■ **TASK DETAILS**: Nothing is to be altered. Print each record in full.

■ **SUPPLIED MATERIAL**:
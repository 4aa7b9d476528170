// Copyright (c) The nextest Contributors
// SPDX-License-Identifier: MIT OR Apache-2.0

#![warn(missing_docs)]

//! Incremental loading of test variants for result views.
//!
//! The main entry point is [`TestLoader`](loader::TestLoader). It pages
//! through a [`QueryTestVariants`](service::QueryTestVariants) endpoint one
//! request at a time, sorts each test variant into a bucket for its status,
//! and tracks how much of each bucket is known to be fully loaded.

pub mod config;
pub mod errors;
mod helpers;
pub mod loader;
pub mod service;
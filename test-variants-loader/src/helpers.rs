// Copyright (c) The nextest Contributors
// SPDX-License-Identifier: MIT OR Apache-2.0

/// Utilities for pluralizing various words based on count.
pub(crate) mod plural {
    /// Returns "page" if `count` is 1, otherwise "pages".
    pub(crate) fn pages_str(count: usize) -> &'static str {
        if count == 1 { "page" } else { "pages" }
    }

    /// Returns "test variant" if `count` is 1, otherwise "test variants".
    pub(crate) fn test_variants_str(count: usize) -> &'static str {
        if count == 1 {
            "test variant"
        } else {
            "test variants"
        }
    }

    /// Returns "column" if `count` is 1, otherwise "columns".
    pub(crate) fn columns_str(count: usize) -> &'static str {
        if count == 1 { "column" } else { "columns" }
    }
}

■ **SOLUTION TO THE PROBLEM**:
repository 4aa7b9d476528170
// Copyright (c) The nextest Contributors
// SPDX-License-Identifier: MIT OR Apache-2.0

#![warn(missing_docs)]

//! Incremental loading of test variants for result views.
//!
//! The main entry point is [`TestLoader`](loader::TestLoader). It pages
//! through a [`QueryTestVariants`](service::QueryTestVariants) endpoint one
//! request at a time, sorts each test variant into a bucket for its status,
//! and tracks how much of each bucket is known to be fully loaded.

pub mod config;
pub mod errors;
mod helpers;
pub mod loader;
pub mod service;
filename test-variants-loader/src/helpers.rs
// Copyright (c) The nextest Contributors
// SPDX-License-Identifier: MIT OR Apache-2.0

/// Utilities for pluralizing various words based on count.
pub(crate) mod plural {
    /// Returns "page" if `count` is 1, otherwise "pages".
    pub(crate) fn pages_str(count: usize) -> &'static str {
        if count == 1 { "page" } else { "pages" }
    }

    /// Returns "test variant" if `count` is 1, otherwise "test variants".
    pub(crate) fn test_variants_str(count: usize) -> &'static str {
        if count == 1 {
            "test variant"
        } else {
            "test variants"
        }
    }

    /// Returns "column" if `count` is 1, otherwise "columns".
    pub(crate) fn columns_str(count: usize) -> &'static str {
        if count == 1 { "column" } else { "columns" }
    }
}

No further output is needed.